(Information given)
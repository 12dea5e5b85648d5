//! Archive-then-extract round trip across a realistic tree.

use std::fs;

use nebula_core::archive::{extract_archive, stream_path};

#[tokio::test]
async fn directory_round_trip_preserves_tree_and_contents() {
    let src = tempfile::tempdir().unwrap();
    fs::create_dir_all(src.path().join("docs/notes")).unwrap();
    fs::write(src.path().join("docs/readme.md"), b"# readme\n").unwrap();
    fs::write(src.path().join("docs/notes/a.txt"), vec![3u8; 70_000]).unwrap();
    fs::write(src.path().join("root.bin"), vec![9u8; 200_000]).unwrap();
    fs::create_dir(src.path().join("empty")).unwrap();

    // Produce the chunked archive.
    let mut stream = stream_path(src.path().to_path_buf());
    let mut archive_bytes = Vec::new();
    while let Some(chunk) = stream.data.recv().await {
        archive_bytes.extend_from_slice(&chunk);
    }
    assert!(stream.errors.recv().await.is_none());

    // Receiver writes the chunks to a temp file, then extracts.
    let work = tempfile::tempdir().unwrap();
    let tar_path = work.path().join("transfer.tar");
    fs::write(&tar_path, &archive_bytes).unwrap();

    let out_root = work.path().join("transfers").join("agent-src");
    let summary = extract_archive(&tar_path, &out_root).unwrap();
    assert_eq!(summary.files, 3);
    assert_eq!(summary.skipped, 0);

    assert_eq!(
        fs::read(out_root.join("docs/readme.md")).unwrap(),
        b"# readme\n"
    );
    assert_eq!(
        fs::read(out_root.join("docs/notes/a.txt")).unwrap(),
        vec![3u8; 70_000]
    );
    assert_eq!(fs::read(out_root.join("root.bin")).unwrap(), vec![9u8; 200_000]);
    assert!(out_root.join("empty").is_dir());
}

#[cfg(unix)]
#[tokio::test]
async fn round_trip_preserves_file_modes() {
    use std::os::unix::fs::PermissionsExt;

    let src = tempfile::tempdir().unwrap();
    let script = src.path().join("run.sh");
    fs::write(&script, b"#!/bin/sh\n").unwrap();
    fs::set_permissions(&script, fs::Permissions::from_mode(0o755)).unwrap();

    let mut stream = stream_path(src.path().to_path_buf());
    let mut archive_bytes = Vec::new();
    while let Some(chunk) = stream.data.recv().await {
        archive_bytes.extend_from_slice(&chunk);
    }

    let work = tempfile::tempdir().unwrap();
    let tar_path = work.path().join("transfer.tar");
    fs::write(&tar_path, &archive_bytes).unwrap();

    let out_root = work.path().join("out");
    extract_archive(&tar_path, &out_root).unwrap();

    let mode = fs::metadata(out_root.join("run.sh"))
        .unwrap()
        .permissions()
        .mode();
    assert_eq!(mode & 0o777, 0o755);
}
//! Relay transfer wiring.
//!
//! The relay path has no state machine of its own: once `relay_to` is set
//! on the source's session, the hub's stream-forwarder moves every binary
//! chunk to the requester, and the status router forwards status frames.

use std::sync::Arc;

use tracing::info;

use nebula_core::protocol::{
    FallbackAction, Frame, RelayFallback, TransferMode, TransferStart,
};
use nebula_core::{Error, Result};

use super::{ConnectionDirectory, FrameSender};

pub struct RelayCoordinator {
    sender: Arc<dyn FrameSender>,
    dir: Arc<dyn ConnectionDirectory>,
}

impl RelayCoordinator {
    pub fn new(sender: Arc<dyn FrameSender>, dir: Arc<dyn ConnectionDirectory>) -> Self {
        Self { sender, dir }
    }

    /// Wire the relay path and tell the source to start streaming.
    pub fn initiate(
        &self,
        requesting: &str,
        source: &str,
        path: &str,
        connection_id: &str,
    ) -> Result<()> {
        for agent in [requesting, source] {
            if !self.dir.is_connected(agent) {
                return Err(Error::AgentOffline(agent.to_string()));
            }
        }

        self.dir.set_relay_to(source, Some(requesting.to_string()));
        self.sender.send_to(
            source,
            Frame::MasterRelayTransferStart(TransferStart {
                requesting_agent_id: requesting.to_string(),
                path: path.to_string(),
                connection_id: connection_id.to_string(),
                transfer_mode: TransferMode::Relay,
            })
            .into(),
        );
        info!(
            connection_id = %connection_id,
            source = %source,
            requesting = %requesting,
            "Relay transfer started"
        );
        Ok(())
    }

    /// Relay after a failed rendezvous: wire the path, then assign each
    /// side its role so half-open direct links get abandoned.
    pub fn initiate_fallback(
        &self,
        requesting: &str,
        source: &str,
        path: &str,
        connection_id: &str,
    ) -> Result<()> {
        self.initiate(requesting, source, path, connection_id)?;

        let fallback = |action: FallbackAction| {
            Frame::MasterRelayFallback(RelayFallback {
                connection_id: connection_id.to_string(),
                requesting_agent_id: requesting.to_string(),
                source_agent_id: source.to_string(),
                transfer_mode: TransferMode::Relay,
                fallback: true,
                action,
            })
        };
        self.sender
            .send_to(source, fallback(FallbackAction::Send).into());
        self.sender
            .send_to(requesting, fallback(FallbackAction::Receive).into());
        info!(
            connection_id = %connection_id,
            "Relay fallback roles assigned"
        );
        Ok(())
    }
}
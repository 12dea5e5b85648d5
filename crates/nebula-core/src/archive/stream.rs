//! Lazy chunked tar production.

use std::fs;
use std::io::{self, Write};
use std::path::{Path, PathBuf};

use bytes::Bytes;
use tokio::sync::mpsc;
use tracing::warn;

use crate::constants::ARCHIVE_CHUNK_SIZE;
use crate::error::Error;

/// Handle to a lazily produced archive.
///
/// `data` yields 64 KiB chunks until the archive (including the tar
/// end-of-archive marker) is fully emitted; `errors` carries at most one
/// producer error. A consumer sees either EOF on `data` or an error.
pub struct ArchiveStream {
    pub data: mpsc::Receiver<Bytes>,
    pub errors: mpsc::Receiver<Error>,
}

/// Start archiving the subtree rooted at (or containing) `path`.
///
/// If `path` is a directory, entries are stored relative to it; if it is a
/// file, the archive holds that single file under its basename. The walk
/// and tar encoding run on the blocking pool; chunks flow through a
/// bounded channel, so production keeps pace with the consumer.
pub fn stream_path(path: PathBuf) -> ArchiveStream {
    let (data_tx, data_rx) = mpsc::channel::<Bytes>(8);
    let (err_tx, err_rx) = mpsc::channel::<Error>(1);

    tokio::task::spawn_blocking(move || {
        if let Err(e) = produce(&path, data_tx) {
            // BrokenPipe means the consumer went away; not a producer fault.
            if e.kind() != io::ErrorKind::BrokenPipe {
                let _ = err_tx.blocking_send(Error::Archive {
                    message: e.to_string(),
                });
            }
        }
    });

    ArchiveStream {
        data: data_rx,
        errors: err_rx,
    }
}

fn produce(path: &Path, tx: mpsc::Sender<Bytes>) -> io::Result<()> {
    let meta = fs::symlink_metadata(path)?;
    let mut builder = tar::Builder::new(ChunkSink::new(tx));

    if meta.is_dir() {
        append_dir_tree(&mut builder, path)?;
    } else if meta.is_file() {
        let name = path
            .file_name()
            .ok_or_else(|| io::Error::new(io::ErrorKind::InvalidInput, "path has no basename"))?;
        append_file(&mut builder, path, Path::new(name), &meta)?;
    } else {
        return Err(io::Error::new(
            io::ErrorKind::InvalidInput,
            "only regular files and directories can be archived",
        ));
    }

    let mut sink = builder.into_inner()?; // writes the end-of-archive marker
    sink.flush()?;
    Ok(())
}

/// Append every entry under `root`, directories before their children.
fn append_dir_tree(builder: &mut tar::Builder<ChunkSink>, root: &Path) -> io::Result<()> {
    let mut stack: Vec<PathBuf> = vec![root.to_path_buf()];

    while let Some(dir) = stack.pop() {
        let mut entries: Vec<_> = fs::read_dir(&dir)?.collect::<io::Result<_>>()?;
        entries.sort_by_key(|e| e.file_name());

        for entry in entries {
            let entry_path = entry.path();
            let meta = fs::symlink_metadata(&entry_path)?;
            let rel = entry_path
                .strip_prefix(root)
                .map_err(|_| io::Error::new(io::ErrorKind::InvalidInput, "entry escaped root"))?
                .to_path_buf();

            if meta.is_dir() {
                append_dir(builder, &rel, &meta)?;
                stack.push(entry_path);
            } else if meta.is_file() {
                append_file(builder, &entry_path, &rel, &meta)?;
            } else {
                // Symlinks, devices, FIFOs are not carried.
                warn!(path = %entry_path.display(), "Skipping non-regular entry");
            }
        }
    }

    Ok(())
}

fn append_dir(
    builder: &mut tar::Builder<ChunkSink>,
    rel: &Path,
    meta: &fs::Metadata,
) -> io::Result<()> {
    let mut header = tar::Header::new_ustar();
    header.set_entry_type(tar::EntryType::Directory);
    header.set_size(0);
    header.set_mode(entry_mode(meta, 0o755));
    header.set_mtime(mtime_secs(meta));
    builder.append_data(&mut header, archive_name(rel), io::empty())
}

fn append_file(
    builder: &mut tar::Builder<ChunkSink>,
    src: &Path,
    rel: &Path,
    meta: &fs::Metadata,
) -> io::Result<()> {
    let mut header = tar::Header::new_ustar();
    header.set_entry_type(tar::EntryType::Regular);
    header.set_size(meta.len());
    header.set_mode(entry_mode(meta, 0o644));
    header.set_mtime(mtime_secs(meta));
    let file = fs::File::open(src)?;
    builder.append_data(&mut header, archive_name(rel), file)
}

/// Archive entry names always use forward slashes.
fn archive_name(rel: &Path) -> PathBuf {
    PathBuf::from(rel.to_string_lossy().replace('\\', "/"))
}

#[cfg(unix)]
fn entry_mode(meta: &fs::Metadata, _default: u32) -> u32 {
    use std::os::unix::fs::PermissionsExt;
    meta.permissions().mode() & 0o7777
}

#[cfg(not(unix))]
fn entry_mode(_meta: &fs::Metadata, default: u32) -> u32 {
    default
}

fn mtime_secs(meta: &fs::Metadata) -> u64 {
    meta.modified()
        .ok()
        .and_then(|t| t.duration_since(std::time::UNIX_EPOCH).ok())
        .map(|d| d.as_secs())
        .unwrap_or(0)
}

/// `Write` adapter that regroups tar output into fixed-size chunks and
/// pushes them onto a bounded channel.
struct ChunkSink {
    tx: mpsc::Sender<Bytes>,
    buf: Vec<u8>,
}

impl ChunkSink {
    fn new(tx: mpsc::Sender<Bytes>) -> Self {
        Self {
            tx,
            buf: Vec::with_capacity(ARCHIVE_CHUNK_SIZE * 2),
        }
    }

    fn send(&mut self, chunk: Vec<u8>) -> io::Result<()> {
        self.tx
            .blocking_send(Bytes::from(chunk))
            .map_err(|_| io::Error::new(io::ErrorKind::BrokenPipe, "archive consumer gone"))
    }
}

impl Write for ChunkSink {
    fn write(&mut self, data: &[u8]) -> io::Result<usize> {
        self.buf.extend_from_slice(data);
        while self.buf.len() >= ARCHIVE_CHUNK_SIZE {
            let rest = self.buf.split_off(ARCHIVE_CHUNK_SIZE);
            let chunk = std::mem::replace(&mut self.buf, rest);
            self.send(chunk)?;
        }
        Ok(data.len())
    }

    fn flush(&mut self) -> io::Result<()> {
        if !self.buf.is_empty() {
            let chunk = std::mem::take(&mut self.buf);
            self.send(chunk)?;
        }
        Ok(())
    }
}

// =============================================================================
// Tests
// =============================================================================

#[cfg(test)]
mod tests {
    use std::io::Read;

    use super::*;

    async fn collect(mut stream: ArchiveStream) -> (Vec<u8>, Option<Error>) {
        let mut bytes = Vec::new();
        while let Some(chunk) = stream.data.recv().await {
            bytes.extend_from_slice(&chunk);
        }
        (bytes, stream.errors.recv().await)
    }

    fn entry_names(tar_bytes: &[u8]) -> Vec<String> {
        let mut archive = tar::Archive::new(tar_bytes);
        archive
            .entries()
            .unwrap()
            .map(|e| {
                e.unwrap()
                    .path()
                    .unwrap()
                    .to_string_lossy()
                    .trim_end_matches('/')
                    .to_string()
            })
            .collect()
    }

    #[tokio::test]
    async fn directory_archive_lists_dirs_before_children() {
        let dir = tempfile::tempdir().unwrap();
        fs::create_dir(dir.path().join("sub")).unwrap();
        fs::write(dir.path().join("sub/inner.txt"), b"inner").unwrap();
        fs::write(dir.path().join("top.txt"), b"top").unwrap();

        let (bytes, err) = collect(stream_path(dir.path().to_path_buf())).await;
        assert!(err.is_none());

        let names = entry_names(&bytes);
        let sub = names.iter().position(|n| n == "sub").unwrap();
        let inner = names.iter().position(|n| n == "sub/inner.txt").unwrap();
        assert!(sub < inner);
        assert!(names.contains(&"top.txt".to_string()));
    }

    #[tokio::test]
    async fn single_file_archive_uses_basename() {
        let dir = tempfile::tempdir().unwrap();
        let file = dir.path().join("report.bin");
        fs::write(&file, vec![7u8; 1000]).unwrap();

        let (bytes, err) = collect(stream_path(file)).await;
        assert!(err.is_none());

        let mut archive = tar::Archive::new(bytes.as_slice());
        let mut entries = archive.entries().unwrap();
        let mut entry = entries.next().unwrap().unwrap();
        assert_eq!(entry.path().unwrap().to_string_lossy(), "report.bin");
        let mut contents = Vec::new();
        entry.read_to_end(&mut contents).unwrap();
        assert_eq!(contents, vec![7u8; 1000]);
        assert!(entries.next().is_none());
    }

    #[tokio::test]
    async fn large_file_is_chunked() {
        let dir = tempfile::tempdir().unwrap();
        fs::write(dir.path().join("big.bin"), vec![1u8; ARCHIVE_CHUNK_SIZE * 3]).unwrap();

        let mut stream = stream_path(dir.path().to_path_buf());
        let mut sizes = Vec::new();
        while let Some(chunk) = stream.data.recv().await {
            sizes.push(chunk.len());
        }
        assert!(sizes.len() > 1);
        // Every chunk except the last is exactly one chunk-size.
        for size in &sizes[..sizes.len() - 1] {
            assert_eq!(*size, ARCHIVE_CHUNK_SIZE);
        }
    }

    #[tokio::test]
    async fn missing_path_surfaces_error() {
        let dir = tempfile::tempdir().unwrap();
        let (bytes, err) = collect(stream_path(dir.path().join("no-such-dir"))).await;
        assert!(bytes.is_empty());
        assert!(matches!(err, Some(Error::Archive { .. })));
    }

    #[cfg(unix)]
    #[tokio::test]
    async fn symlinks_are_skipped() {
        let dir = tempfile::tempdir().unwrap();
        fs::write(dir.path().join("real.txt"), b"data").unwrap();
        std::os::unix::fs::symlink(dir.path().join("real.txt"), dir.path().join("link.txt"))
            .unwrap();

        let (bytes, err) = collect(stream_path(dir.path().to_path_buf())).await;
        assert!(err.is_none());
        let names = entry_names(&bytes);
        assert!(names.contains(&"real.txt".to_string()));
        assert!(!names.contains(&"link.txt".to_string()));
    }
}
(End Information given)
[Exercise requirements]
Across the listing above, find all lines where the word "builder" is present and copy them.

[Problem solution]
    let mut builder = tar::Builder::new(ChunkSink::new(tx));
        append_dir_tree(&mut builder, path)?;
        append_file(&mut builder, path, Path::new(name), &meta)?;
    let mut sink = builder.into_inner()?; // writes the end-of-archive marker
fn append_dir_tree(builder: &mut tar::Builder<ChunkSink>, root: &Path) -> io::Result<()> {
                append_dir(builder, &rel, &meta)?;
                append_file(builder, &entry_path, &rel, &meta)?;
    builder: &mut tar::Builder<ChunkSink>,
    builder.append_data(&mut header, archive_name(rel), io::empty())
    builder: &mut tar::Builder<ChunkSink>,
    builder.append_data(&mut header, archive_name(rel), file)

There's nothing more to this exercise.